Artist's Notebook

Colleagues: Judith Schaechter and Eileen Neff

Two of my talented colleagues at the Pennsylvania Academy of Fine Arts have solo shows in Chelsea this month. At Claire Oliver, Judith Schaechter presents beautiful but disturbing stained glass lightboxes and kiln-cast glass sculptures about sex and death, and at Bruce Silverstein, Eileen Neff explores perception, mirroring, and memory in an installation of staged and often manipulated photographic images.

[ Image at top: Judith Schaechter, Harpy, stained glass lightbox, 37 x 33 x 2 inches.]

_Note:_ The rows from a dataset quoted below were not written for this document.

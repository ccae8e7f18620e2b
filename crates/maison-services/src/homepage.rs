//! Homepage sections.

use crate::error::ServiceResult;
use crate::segment;
use maison_commerce::content::{HomeSection, HomeSectionEntry};
use maison_commerce::ids::SectionId;
use maison_data::FetchClient;
use serde::Serialize;

#[derive(Serialize)]
struct SectionUpdate<'a> {
    enabled: bool,
    #[serde(flatten)]
    section: &'a HomeSection,
}

/// All sections in display order, disabled ones included.
pub async fn sections(client: &FetchClient) -> ServiceResult<Vec<HomeSectionEntry>> {
    let mut entries: Vec<HomeSectionEntry> = client.get("/homepage").send_data().await?;
    entries.sort_by_key(|e| e.position);
    Ok(entries)
}

/// Admin: replace one section's content and visibility.
pub async fn update_section(
    client: &FetchClient,
    id: &SectionId,
    section: &HomeSection,
    enabled: bool,
) -> ServiceResult<HomeSectionEntry> {
    section.validate()?;
    let entry: HomeSectionEntry = client
        .put(format!("/admin/homepage/{}", segment(id)))
        .json(&SectionUpdate { enabled, section })?
        .send_data()
        .await?;
    tracing::info!(section_id = %id, kind = section.kind(), "homepage section updated");
    Ok(entry)
}

#[cfg(test)]
mod tests {
    use super::*;
    use crate::testing::{client, mock};
    use serde_json::json;

    #[tokio::test]
    async fn test_sections_sorted() {
        let mock = mock();
        mock.push_json(200, json!([
            {"id": "s2", "position": 1, "type": "testimonials", "title": "Loved by you"},
            {"id": "s1", "position": 0, "type": "hero", "headline": "Monsoon Edit",
             "ctaText": "Shop now", "ctaUrl": "/products"}
        ]));
        let entries = sections(&client(&mock)).await.unwrap();
        assert_eq!(entries[0].section.kind(), "hero");
    }

    #[tokio::test]
    async fn test_update_section_body() {
        let mock = mock();
        mock.push_json(200, json!({
            "id": "s3", "position": 2, "enabled": false,
            "type": "banner", "imageUrl": "/b.jpg"
        }));
        let section = HomeSection::Banner {
            image_url: "/b.jpg".to_string(),
            title: None,
            link: None,
        };
        let entry = update_section(&client(&mock), &SectionId::new("s3"), &section, false)
            .await
            .unwrap();
        assert!(!entry.enabled);

        let body = mock.last_request().unwrap().body_json().unwrap();
        assert_eq!(body["type"], "banner");
        assert_eq!(body["enabled"], false);
        assert_eq!(body["imageUrl"], "/b.jpg");
    }
}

Judith Schaechter, Birth of Eve, stained glass lightbox, 57 x 31 x 2 inches

A fusion of medieval manuscript illustration, carnival signage, and 1960s album cover mayhem and mysticism, Judith Schaechter’s intensely detailed imagery and finely wrought glass sculptures speak of inadequacy and defeat; the sagging skin, sunken eyes, and acute boniness of her characters suggest a heartbreaking failure to thrive. “My main interests are sex and death with romance and violence the obvious runners up,” Schaechter says. “I’m trying to be as cliche, sentimental and decorative as possible, not as a strategy for ironic commentary about sentimentality but because this is the stuff that time and time again I am drawn to, obsessed with–that I have faith in.”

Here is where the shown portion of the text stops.